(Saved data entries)
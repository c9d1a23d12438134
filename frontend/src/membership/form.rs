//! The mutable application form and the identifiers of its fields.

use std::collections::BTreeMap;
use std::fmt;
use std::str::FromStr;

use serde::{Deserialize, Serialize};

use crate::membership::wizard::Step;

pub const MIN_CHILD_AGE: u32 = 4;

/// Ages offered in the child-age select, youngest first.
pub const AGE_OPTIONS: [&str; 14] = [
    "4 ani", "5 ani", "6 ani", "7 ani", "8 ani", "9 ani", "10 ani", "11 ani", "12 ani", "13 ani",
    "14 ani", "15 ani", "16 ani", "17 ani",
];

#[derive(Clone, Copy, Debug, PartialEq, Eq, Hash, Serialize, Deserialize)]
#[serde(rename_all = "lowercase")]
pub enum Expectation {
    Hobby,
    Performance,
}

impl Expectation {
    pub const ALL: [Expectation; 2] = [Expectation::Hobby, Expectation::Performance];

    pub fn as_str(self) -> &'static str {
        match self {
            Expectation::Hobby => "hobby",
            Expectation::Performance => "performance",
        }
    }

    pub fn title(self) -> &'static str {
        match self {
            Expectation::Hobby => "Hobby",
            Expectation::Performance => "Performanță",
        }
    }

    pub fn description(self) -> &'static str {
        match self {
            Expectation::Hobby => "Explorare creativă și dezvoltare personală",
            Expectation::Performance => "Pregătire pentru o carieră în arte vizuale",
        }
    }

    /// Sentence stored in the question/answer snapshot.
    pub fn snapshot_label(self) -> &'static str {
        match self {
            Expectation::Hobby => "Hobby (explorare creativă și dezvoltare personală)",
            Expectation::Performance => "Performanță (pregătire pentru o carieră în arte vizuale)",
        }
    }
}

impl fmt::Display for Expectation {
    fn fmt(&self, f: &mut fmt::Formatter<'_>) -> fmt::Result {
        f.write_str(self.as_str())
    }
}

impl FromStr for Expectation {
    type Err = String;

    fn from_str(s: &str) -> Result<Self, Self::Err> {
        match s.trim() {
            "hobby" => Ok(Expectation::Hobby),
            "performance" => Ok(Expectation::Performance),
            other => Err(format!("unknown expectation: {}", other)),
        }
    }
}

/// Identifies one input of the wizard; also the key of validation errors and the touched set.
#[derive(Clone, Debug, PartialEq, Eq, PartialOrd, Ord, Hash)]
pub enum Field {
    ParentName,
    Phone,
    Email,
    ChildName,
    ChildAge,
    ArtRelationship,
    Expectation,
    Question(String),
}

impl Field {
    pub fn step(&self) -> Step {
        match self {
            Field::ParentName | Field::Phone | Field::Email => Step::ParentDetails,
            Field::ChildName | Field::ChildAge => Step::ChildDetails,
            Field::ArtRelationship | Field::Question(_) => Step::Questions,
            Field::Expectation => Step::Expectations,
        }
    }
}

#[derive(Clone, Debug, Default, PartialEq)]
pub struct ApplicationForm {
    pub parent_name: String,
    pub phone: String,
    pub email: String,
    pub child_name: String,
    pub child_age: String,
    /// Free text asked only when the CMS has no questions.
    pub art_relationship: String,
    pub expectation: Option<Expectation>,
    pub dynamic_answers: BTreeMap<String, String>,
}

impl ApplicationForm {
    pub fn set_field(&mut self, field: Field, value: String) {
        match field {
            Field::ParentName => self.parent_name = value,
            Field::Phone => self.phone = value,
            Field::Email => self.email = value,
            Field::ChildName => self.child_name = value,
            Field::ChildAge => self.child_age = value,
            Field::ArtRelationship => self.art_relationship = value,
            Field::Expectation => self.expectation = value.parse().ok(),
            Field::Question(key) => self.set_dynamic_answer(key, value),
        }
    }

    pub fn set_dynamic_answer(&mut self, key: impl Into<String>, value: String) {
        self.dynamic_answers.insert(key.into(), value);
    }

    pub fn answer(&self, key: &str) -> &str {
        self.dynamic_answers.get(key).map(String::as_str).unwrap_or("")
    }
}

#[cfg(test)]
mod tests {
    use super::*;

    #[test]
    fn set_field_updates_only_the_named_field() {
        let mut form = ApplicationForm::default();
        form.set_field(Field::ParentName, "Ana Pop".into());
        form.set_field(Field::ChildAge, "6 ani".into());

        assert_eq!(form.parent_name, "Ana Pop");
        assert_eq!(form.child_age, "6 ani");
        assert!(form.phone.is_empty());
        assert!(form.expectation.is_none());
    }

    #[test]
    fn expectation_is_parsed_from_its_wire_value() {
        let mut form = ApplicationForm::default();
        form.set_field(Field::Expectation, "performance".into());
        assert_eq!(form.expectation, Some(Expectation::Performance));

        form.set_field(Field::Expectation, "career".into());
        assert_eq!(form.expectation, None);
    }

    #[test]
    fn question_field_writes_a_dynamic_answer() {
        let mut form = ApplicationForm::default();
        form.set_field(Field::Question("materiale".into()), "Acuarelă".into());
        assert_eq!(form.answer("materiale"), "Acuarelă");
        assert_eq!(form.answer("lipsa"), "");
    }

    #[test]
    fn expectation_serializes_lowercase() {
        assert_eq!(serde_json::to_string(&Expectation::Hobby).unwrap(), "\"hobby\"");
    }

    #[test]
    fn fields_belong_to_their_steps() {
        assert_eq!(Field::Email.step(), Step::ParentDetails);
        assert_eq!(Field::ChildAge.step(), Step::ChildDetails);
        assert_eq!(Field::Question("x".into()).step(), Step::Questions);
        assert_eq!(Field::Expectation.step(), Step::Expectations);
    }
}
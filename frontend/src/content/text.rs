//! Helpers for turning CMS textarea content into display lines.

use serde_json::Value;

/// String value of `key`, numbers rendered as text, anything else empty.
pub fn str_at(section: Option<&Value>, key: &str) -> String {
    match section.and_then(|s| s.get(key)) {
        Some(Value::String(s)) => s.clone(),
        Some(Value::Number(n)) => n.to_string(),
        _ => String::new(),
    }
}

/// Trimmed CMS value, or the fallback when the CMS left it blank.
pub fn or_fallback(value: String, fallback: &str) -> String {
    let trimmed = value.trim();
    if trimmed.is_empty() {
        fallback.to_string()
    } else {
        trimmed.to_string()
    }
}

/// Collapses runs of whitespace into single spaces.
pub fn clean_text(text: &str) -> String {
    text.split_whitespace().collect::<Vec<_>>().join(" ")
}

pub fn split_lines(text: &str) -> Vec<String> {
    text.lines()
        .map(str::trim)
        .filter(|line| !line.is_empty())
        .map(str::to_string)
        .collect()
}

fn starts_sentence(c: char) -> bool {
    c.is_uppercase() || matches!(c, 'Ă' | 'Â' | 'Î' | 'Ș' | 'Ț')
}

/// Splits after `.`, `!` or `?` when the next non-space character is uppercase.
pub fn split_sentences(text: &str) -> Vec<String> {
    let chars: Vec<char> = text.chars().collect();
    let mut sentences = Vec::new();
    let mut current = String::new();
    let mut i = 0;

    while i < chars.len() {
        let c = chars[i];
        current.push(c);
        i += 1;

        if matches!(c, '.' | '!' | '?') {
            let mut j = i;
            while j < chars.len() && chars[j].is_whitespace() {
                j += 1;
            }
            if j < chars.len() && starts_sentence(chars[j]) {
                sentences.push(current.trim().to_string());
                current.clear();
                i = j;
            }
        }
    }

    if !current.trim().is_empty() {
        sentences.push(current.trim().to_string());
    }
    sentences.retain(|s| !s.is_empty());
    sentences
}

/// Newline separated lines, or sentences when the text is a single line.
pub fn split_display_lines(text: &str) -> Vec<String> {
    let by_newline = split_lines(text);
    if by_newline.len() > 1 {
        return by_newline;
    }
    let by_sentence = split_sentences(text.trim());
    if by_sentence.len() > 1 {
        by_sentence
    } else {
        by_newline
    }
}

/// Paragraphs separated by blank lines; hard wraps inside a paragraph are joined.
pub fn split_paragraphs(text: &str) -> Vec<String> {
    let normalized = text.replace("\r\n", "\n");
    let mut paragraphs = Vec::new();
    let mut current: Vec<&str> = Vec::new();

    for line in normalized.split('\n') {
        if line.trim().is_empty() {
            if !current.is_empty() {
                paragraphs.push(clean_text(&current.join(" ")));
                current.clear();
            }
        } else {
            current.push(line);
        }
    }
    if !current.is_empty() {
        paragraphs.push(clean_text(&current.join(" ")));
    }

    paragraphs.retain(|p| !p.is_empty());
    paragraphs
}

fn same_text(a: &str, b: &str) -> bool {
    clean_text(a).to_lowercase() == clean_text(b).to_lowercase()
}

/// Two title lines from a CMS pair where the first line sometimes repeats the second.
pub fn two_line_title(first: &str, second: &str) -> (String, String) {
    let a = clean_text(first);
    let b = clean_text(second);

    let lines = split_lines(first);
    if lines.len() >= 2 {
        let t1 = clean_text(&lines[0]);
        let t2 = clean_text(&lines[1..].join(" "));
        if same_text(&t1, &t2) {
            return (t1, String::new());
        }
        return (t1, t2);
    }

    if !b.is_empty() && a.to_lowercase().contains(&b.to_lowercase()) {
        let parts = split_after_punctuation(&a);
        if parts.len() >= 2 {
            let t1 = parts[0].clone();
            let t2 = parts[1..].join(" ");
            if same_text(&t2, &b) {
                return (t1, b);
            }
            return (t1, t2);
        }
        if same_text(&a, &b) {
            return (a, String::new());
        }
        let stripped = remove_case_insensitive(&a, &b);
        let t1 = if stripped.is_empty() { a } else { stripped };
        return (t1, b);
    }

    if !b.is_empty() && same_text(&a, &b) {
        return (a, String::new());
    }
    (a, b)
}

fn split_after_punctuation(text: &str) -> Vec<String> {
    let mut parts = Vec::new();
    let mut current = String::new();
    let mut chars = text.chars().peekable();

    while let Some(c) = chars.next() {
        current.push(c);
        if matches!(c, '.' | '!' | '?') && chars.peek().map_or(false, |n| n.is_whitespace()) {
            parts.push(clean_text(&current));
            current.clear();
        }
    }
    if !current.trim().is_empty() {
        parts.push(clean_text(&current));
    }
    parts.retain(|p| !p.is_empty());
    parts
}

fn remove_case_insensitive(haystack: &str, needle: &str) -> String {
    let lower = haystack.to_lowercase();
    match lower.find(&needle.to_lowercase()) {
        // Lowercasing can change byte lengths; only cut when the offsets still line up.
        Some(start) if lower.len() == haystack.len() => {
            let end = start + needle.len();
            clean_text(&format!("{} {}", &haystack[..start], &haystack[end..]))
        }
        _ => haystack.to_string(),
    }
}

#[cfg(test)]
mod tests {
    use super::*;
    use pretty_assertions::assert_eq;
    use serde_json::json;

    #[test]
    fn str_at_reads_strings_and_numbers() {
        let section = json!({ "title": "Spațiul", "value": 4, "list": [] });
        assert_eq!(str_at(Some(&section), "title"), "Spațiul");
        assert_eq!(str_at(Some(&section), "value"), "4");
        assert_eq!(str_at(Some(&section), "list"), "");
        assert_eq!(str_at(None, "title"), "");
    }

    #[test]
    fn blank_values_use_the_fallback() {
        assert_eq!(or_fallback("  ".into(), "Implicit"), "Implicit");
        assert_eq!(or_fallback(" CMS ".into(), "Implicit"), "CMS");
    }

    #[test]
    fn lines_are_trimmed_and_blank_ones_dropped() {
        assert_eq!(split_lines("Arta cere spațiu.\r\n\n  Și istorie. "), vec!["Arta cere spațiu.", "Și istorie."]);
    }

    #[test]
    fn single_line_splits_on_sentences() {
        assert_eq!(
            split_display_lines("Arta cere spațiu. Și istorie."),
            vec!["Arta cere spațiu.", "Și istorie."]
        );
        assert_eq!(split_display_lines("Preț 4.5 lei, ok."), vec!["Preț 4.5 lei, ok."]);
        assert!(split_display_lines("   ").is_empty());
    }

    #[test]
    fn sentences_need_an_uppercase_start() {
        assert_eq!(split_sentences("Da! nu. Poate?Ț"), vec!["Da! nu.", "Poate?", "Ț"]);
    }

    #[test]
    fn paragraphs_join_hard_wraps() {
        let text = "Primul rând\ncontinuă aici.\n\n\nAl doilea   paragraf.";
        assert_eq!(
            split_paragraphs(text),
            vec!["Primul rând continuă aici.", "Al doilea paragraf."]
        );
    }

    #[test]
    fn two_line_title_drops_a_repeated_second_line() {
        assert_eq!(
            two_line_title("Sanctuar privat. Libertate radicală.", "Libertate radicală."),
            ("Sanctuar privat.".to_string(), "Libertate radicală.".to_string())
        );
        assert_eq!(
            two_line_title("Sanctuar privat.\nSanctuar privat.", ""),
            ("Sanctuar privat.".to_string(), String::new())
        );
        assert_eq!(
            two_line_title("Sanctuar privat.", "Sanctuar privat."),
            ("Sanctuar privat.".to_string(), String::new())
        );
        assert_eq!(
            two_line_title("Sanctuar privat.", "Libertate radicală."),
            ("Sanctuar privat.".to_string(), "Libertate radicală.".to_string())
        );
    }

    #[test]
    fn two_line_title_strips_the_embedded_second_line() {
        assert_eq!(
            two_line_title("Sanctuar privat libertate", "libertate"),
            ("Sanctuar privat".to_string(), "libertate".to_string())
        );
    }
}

#### [Work task]
Find the string "ChildName" in the entries above and return each line that holds it.

#### [Answer box]
    ChildName,
            Field::ChildName | Field::ChildAge => Step::ChildDetails,
            Field::ChildName => self.child_name = value,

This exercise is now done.